Beginning with the line below that contains "let host = if" and ending with the line that contains "fn attach_networks(service: &mut", copy every line exactly. Copy nothing else.
*** Exercise materials ***
//! Compose artifact compilation — pure functions, no I/O.
//!
//! Each compiler takes the merged user document and returns the artifact
//! document. The caller is responsible for reading inputs and writing to disk.
//!
//! This module has zero imports from `crate::infra`, `crate::commands`,
//! `crate::application`, `std::fs`, `std::process`, or `std::net`.

use std::path::Path;

use serde_yaml::{Mapping, Value};

use crate::domain::compose::ComposeDocument;
use crate::domain::config::Port;
use crate::domain::env::{self, DOCKER_SOCKET, PROJECT_MOUNT, Target};
use crate::domain::host::HostIdentity;
use crate::domain::project::{Project, SERVICE_NAME};
use crate::domain::workspace::{BrevWorkspace, INTERACTIVE_PORT_NAME};

// ── Constants ────────────────────────────────────────────────────────────────

/// Directory holding generated artifacts, relative to the project root.
pub const ARTIFACT_DIR: &str = ".devx";

/// Local development artifact.
pub const LOCAL_ARTIFACT: &str = "compose.local.yaml";

/// Cloud launch artifact.
pub const LAUNCHABLE_ARTIFACT: &str = "compose.yaml";

/// Network owned by the engine.
pub const NETWORK_NAME: &str = "devx";

/// Persistent volume for the in-container home directory.
pub const HOME_VOLUME: &str = "devx-home";

/// Home directory of the container's primary user.
pub const HOME_MOUNT: &str = "/home/devx";

/// Host port the interactive service is published on in a launched workspace.
pub const LAUNCHABLE_INTERACTIVE_PORT: u16 = 8888;

/// Sidecar relaxing permissions under the workspace data directory.
pub const PERMISSIONS_SIDECAR: &str = "devx-permissions";

/// Seconds between two permission sweeps of the sidecar.
pub const PERMISSIONS_INTERVAL_SECS: u32 = 30;

// ── Inputs ───────────────────────────────────────────────────────────────────

/// Everything the local compiler reads besides the user document.
pub struct LocalInputs<'a> {
    pub project: &'a Project,
    pub ports: &'a [Port],
    /// Host port for the interactive service.
    pub local_port: u16,
    /// Entries from the project environment file.
    pub env_file: &'a [(String, String)],
    pub host: HostIdentity,
}

/// Everything the launchable compiler reads besides the user document.
pub struct LaunchableInputs<'a> {
    pub project: &'a Project,
    pub workspace: &'a BrevWorkspace,
    /// Entries from the project environment file.
    pub env_file: &'a [(String, String)],
}

// ── Compilers ────────────────────────────────────────────────────────────────

/// Compile the local development document: build from source, bind-mount the
/// live project tree, publish the interactive service on `local_port`.
#[must_use]
pub fn compile_local(mut doc: ComposeDocument, inputs: &LocalInputs<'_>) -> ComposeDocument {
    let environment = environment_for(&doc, inputs.project, Target::Local, None, inputs.env_file);
    let host = inputs.host;

    let service = doc.reserved_service_mut();
    service.remove("image");
    service.insert(
        "build".into(),
        Value::Mapping(mapping([
            ("context", Value::from("../")),
            ("dockerfile", Value::from("Dockerfile")),
            (
                "args",
                Value::Mapping(mapping([
                    ("USER_UID", Value::from(host.uid.to_string())),
                    ("USER_GID", Value::from(host.gid.to_string())),
                    ("DOCKER_GID", Value::from(host.docker_gid.to_string())),
                ])),
            ),
        ])),
    );
    service.insert(
        "ports".into(),
        port_list(inputs.ports, inputs.local_port),
    );
    service.insert(
        "volumes".into(),
        strings([
            format!("../:{PROJECT_MOUNT}:cached"),
            format!("{DOCKER_SOCKET}:{DOCKER_SOCKET}"),
            format!("{HOME_VOLUME}:{HOME_MOUNT}"),
        ]),
    );
    service.insert("ipc".into(), Value::from("host"));
    service.insert("environment".into(), Value::Mapping(environment));
    attach_networks(service);

    declare_owned(&mut doc);
    doc
}

/// Compile the launchable document: pull the pre-built image, mount the
/// checked-out repository, publish the interactive service on the fixed
/// launchable port, and apply the workspace group's host specifics.
#[must_use]
pub fn compile_launchable(
    mut doc: ComposeDocument,
    inputs: &LaunchableInputs<'_>,
) -> ComposeDocument {
    let group = &inputs.workspace.group;
    let data_dir = group.data_dir.as_deref();
    let environment = environment_for(
        &doc,
        inputs.project,
        Target::Launchable,
        data_dir,
        inputs.env_file,
    );

    let checkout = match inputs.workspace.root_suffix() {
        Some(rel) => format!("../{}/{rel}", inputs.project.repo_name()),
        None => format!("../{}", inputs.project.repo_name()),
    };
    let mut volumes = vec![
        format!("{checkout}:{PROJECT_MOUNT}:cached"),
        format!("{DOCKER_SOCKET}:{DOCKER_SOCKET}"),
        format!("{HOME_VOLUME}:{HOME_MOUNT}"),
    ];
    if let Some(dir) = data_dir {
        volumes.push(format!("{0}:{0}", dir.display()));
    }

    let service = doc.reserved_service_mut();
    service.remove("build");
    service.insert(
        "image".into(),
        Value::from(inputs.project.launchable_image()),
    );
    service.insert(
        "ports".into(),
        port_list(&inputs.workspace.ports, LAUNCHABLE_INTERACTIVE_PORT),
    );
    service.insert("volumes".into(), strings(volumes));
    service.insert(
        "group_add".into(),
        strings([group.docker_gid.to_string()]),
    );
    service.insert("ipc".into(), Value::from("host"));
    service.insert("environment".into(), Value::Mapping(environment));
    attach_networks(service);

    if let Some(dir) = data_dir {
        doc.set_service(PERMISSIONS_SIDECAR, permissions_sidecar(dir));
    }

    declare_owned(&mut doc);
    doc
}

// ── Helpers ──────────────────────────────────────────────────────────────────

/// Baseline, then the user's declared service environment, then the file.
fn environment_for(
    doc: &ComposeDocument,
    project: &Project,
    target: Target,
    data_dir: Option<&Path>,
    env_file: &[(String, String)],
) -> Mapping {
    let declared = env::from_compose(
        doc.service(SERVICE_NAME)
            .and_then(|s| s.get("environment")),
    );
    let merged = env::merge(
        env::baseline(&project.name, target, data_dir),
        [declared.vars.as_slice(), env_file],
    );
    env::to_mapping(&merged, &declared.passthrough)
}

/// `"host:container"` pairs; only the interactive service's host side moves.
fn port_list(ports: &[Port], interactive_host_port: u16) -> Value {
    strings(ports.iter().map(|p| {
        let host = if p.name == INTERACTIVE_PORT_NAME {
            interactive_host_port
        } else {
            p.port
        };
        format!("{host}:{}", p.port)
    }))
}

fn attach_networks(service: &mut Mapping) {
    service.insert("networks".into(), strings(["default", NETWORK_NAME]));
}

fn declare_owned(doc: &mut ComposeDocument) {
    doc.declare_network(NETWORK_NAME, mapping([("driver", Value::from("bridge"))]));
    doc.declare_volume(HOME_VOLUME, Mapping::new());
}

/// Busybox loop granting world rwx to every directory under `data_dir` that
/// is not already world writable.
fn permissions_sidecar(data_dir: &Path) -> Mapping {
    let dir = data_dir.display().to_string();
    let script = format!(
        "while true; do find {dir} -type d ! -perm -o+w -exec chmod o+rwx {{}} +; sleep {PERMISSIONS_INTERVAL_SECS}; done"
    );
    mapping([
        ("image", Value::from("busybox:latest")),
        ("user", Value::from("root")),
        ("restart", Value::from("unless-stopped")),
        ("command", strings(["sh", "-c", script.as_str()])),
        ("volumes", strings([format!("{dir}:{dir}")])),
    ])
}

fn mapping<const N: usize>(entries: [(&str, Value); N]) -> Mapping {
    entries
        .into_iter()
        .map(|(k, v)| (Value::from(k), v))
        .collect()
}

fn strings<S: Into<String>>(items: impl IntoIterator<Item = S>) -> Value {
    Value::Sequence(items.into_iter().map(|s| Value::String(s.into())).collect())
}

// ── Unit tests ───────────────────────────────────────────────────────────────
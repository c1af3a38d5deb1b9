//! Integration tests for the devx CLI skeleton: argument parsing, help and
//! error reporting.

#![allow(clippy::expect_used)]

use assert_cmd::Command;
use predicates::prelude::*;
use tempfile::TempDir;

fn devx() -> Command {
    let mut cmd = Command::new(assert_cmd::cargo::cargo_bin!("devx"));
    cmd.env("NO_COLOR", "1");
    cmd
}

// --- Help and version tests ---

#[test]
fn test_cli_no_args_shows_help_and_exits_two() {
    devx()
        .assert()
        .code(2)
        .stderr(predicate::str::contains("Manage workshop environments"));
}

#[test]
fn test_cli_help_flag_shows_help() {
    devx()
        .arg("--help")
        .assert()
        .success()
        .stdout(predicate::str::contains("Usage:"))
        .stdout(predicate::str::contains("Commands:"));
}

#[test]
fn test_cli_version_flag_shows_version() {
    devx()
        .arg("--version")
        .assert()
        .success()
        .stdout(predicate::str::contains("devx"));
}

// --- Command hierarchy tests ---

#[test]
fn test_help_lists_every_command() {
    let output = devx().arg("--help").output().expect("run devx");
    assert!(output.status.success());
    let stdout = String::from_utf8_lossy(&output.stdout);
    for command in ["sync", "start", "stop", "build", "restart", "status", "publish"] {
        assert!(stdout.contains(command), "{command} missing from help");
    }
}

#[test]
fn test_start_help_shows_port_flag() {
    devx()
        .args(["start", "--help"])
        .assert()
        .success()
        .stdout(predicate::str::contains("--port"))
        .stdout(predicate::str::contains("--no-browser"));
}

#[test]
fn test_sync_help_explains_deleted_sources() {
    devx()
        .args(["sync", "--help"])
        .assert()
        .success()
        .stdout(predicate::str::contains("variables.env"));
}

#[test]
fn test_publish_help_shows_dry_run_and_yes() {
    devx()
        .args(["publish", "--help"])
        .assert()
        .success()
        .stdout(predicate::str::contains("--dry-run"))
        .stdout(predicate::str::contains("--yes"));
}

#[test]
fn test_invalid_subcommand_fails() {
    devx().arg("deploy").assert().code(2);
}

#[test]
fn test_start_rejects_non_numeric_port() {
    devx().args(["start", "--port", "abc"]).assert().code(2);
}

// --- Error reporting ---

#[test]
fn test_sync_outside_project_reports_missing_descriptor() {
    let dir = TempDir::new().expect("tempdir");
    devx()
        .arg("sync")
        .current_dir(dir.path())
        .assert()
        .code(1)
        .stderr(predicate::str::contains("Error:"))
        .stderr(predicate::str::contains("pyproject.toml"));
}

#[test]
fn test_stop_outside_project_fails() {
    let dir = TempDir::new().expect("tempdir");
    devx()
        .arg("stop")
        .current_dir(dir.path())
        .assert()
        .code(1)
        .stderr(predicate::str::contains("Error:"));
}
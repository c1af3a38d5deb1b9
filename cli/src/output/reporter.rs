//! `TerminalReporter` — Presentation-layer implementation of `ProgressReporter`.
//!
//! Wraps `&OutputContext` so application services can emit progress events
//! without depending on any presentation type directly.

use crate::application::ports::ProgressReporter;
use crate::output::OutputContext;

/// Terminal progress reporter that wraps an `OutputContext`.
///
/// Every event is suppressed when `ctx.quiet`.
pub struct TerminalReporter<'a> {
    ctx: &'a OutputContext,
}

impl<'a> TerminalReporter<'a> {
    #[must_use]
    pub fn new(ctx: &'a OutputContext) -> Self {
        Self { ctx }
    }
}

impl ProgressReporter for TerminalReporter<'_> {
    fn step(&self, message: &str) {
        self.ctx.step(message);
    }

    fn success(&self, message: &str) {
        self.ctx.success(message);
    }

    fn warn(&self, message: &str) {
        self.ctx.warn(message);
    }
}
//! `devx publish` — create a launchable on Brev from the committed artifact.

use std::process::ExitCode;

use anyhow::Result;
use clap::Args;

use crate::app::AppContext;
use crate::application::services::publish::{self, PublishPlan};
use crate::application::services::sync::{ProjectResolver, SyncOptions};
use crate::commands::ensure_synced;
use crate::domain::project::Project;
use crate::domain::workspace::BrevWorkspace;
use crate::infra::launchable_api::{BrevHome, HttpLaunchableApi};

/// Arguments for the publish command.
#[derive(Args)]
pub struct PublishArgs {
    /// Skip the confirmation prompt
    #[arg(short, long)]
    pub yes: bool,

    /// Show the API request without sending it
    #[arg(long)]
    pub dry_run: bool,
}

/// Run `devx publish`.
///
/// # Errors
///
/// Returns an error if sync fails, credentials are missing, or the API
/// rejects the request.
pub fn run(app: &AppContext, args: &PublishArgs) -> Result<ExitCode> {
    let config = app.load_config()?;
    let remote = app.remote();
    let resolver = ProjectResolver::new(&config.project, &remote);
    ensure_synced(&app.sync(&config, &resolver, &SyncOptions::default()))?;
    let project = resolver.get()?;

    let api = HttpLaunchableApi::from_env();
    let plan = publish::prepare(
        &BrevHome::from_env()?,
        &api,
        project,
        &config.workspace,
        args.dry_run,
    )?;

    if args.dry_run {
        print_request(app, &plan)?;
        return Ok(ExitCode::SUCCESS);
    }

    print_summary(app, project, &config.workspace);
    if !(app.non_interactive || app.confirm("Continue?", false)?) {
        app.output.warn("Aborted.");
        return Ok(ExitCode::FAILURE);
    }

    app.output.step("Creating launchable...");
    let published = publish::submit(&api, &plan)?;
    app.output
        .success(&format!("Launchable created with ID: {}", published.id));
    app.output.link(&published.deploy_link);
    Ok(ExitCode::SUCCESS)
}

fn print_request(app: &AppContext, plan: &PublishPlan) -> Result<()> {
    app.output.header("API request");
    app.output.kv("URL:", &plan.url);
    println!("{}", serde_json::to_string_pretty(&plan.request)?);
    Ok(())
}

fn print_summary(app: &AppContext, project: &Project, workspace: &BrevWorkspace) {
    let ports = workspace
        .ports
        .iter()
        .map(|p| format!("{}:{}", p.name, p.port))
        .collect::<Vec<_>>()
        .join(", ");
    let storage = workspace
        .storage
        .map_or_else(|| "default".to_string(), |gb| format!("{gb} GB"));

    app.output.header("About to create a launchable:");
    app.output.kv("Name:           ", &project.description);
    app.output.kv("Instance type:  ", &workspace.instance_type);
    app.output.kv("Workspace group:", workspace.workspace_group_id());
    app.output.kv("Storage:        ", &storage);
    app.output.kv("Ports:          ", &ports);
    app.output.kv("Repository:     ", &project.repo_url);
    app.output.kv("Image:          ", &project.launchable_image());
}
*** End of Exercise materials ***
#### [Exercise result]
        let host = if p.name == INTERACTIVE_PORT_NAME {
            interactive_host_port
        } else {
            p.port
        };
        format!("{host}:{}", p.port)
    }))
}

fn attach_networks(service: &mut Mapping) {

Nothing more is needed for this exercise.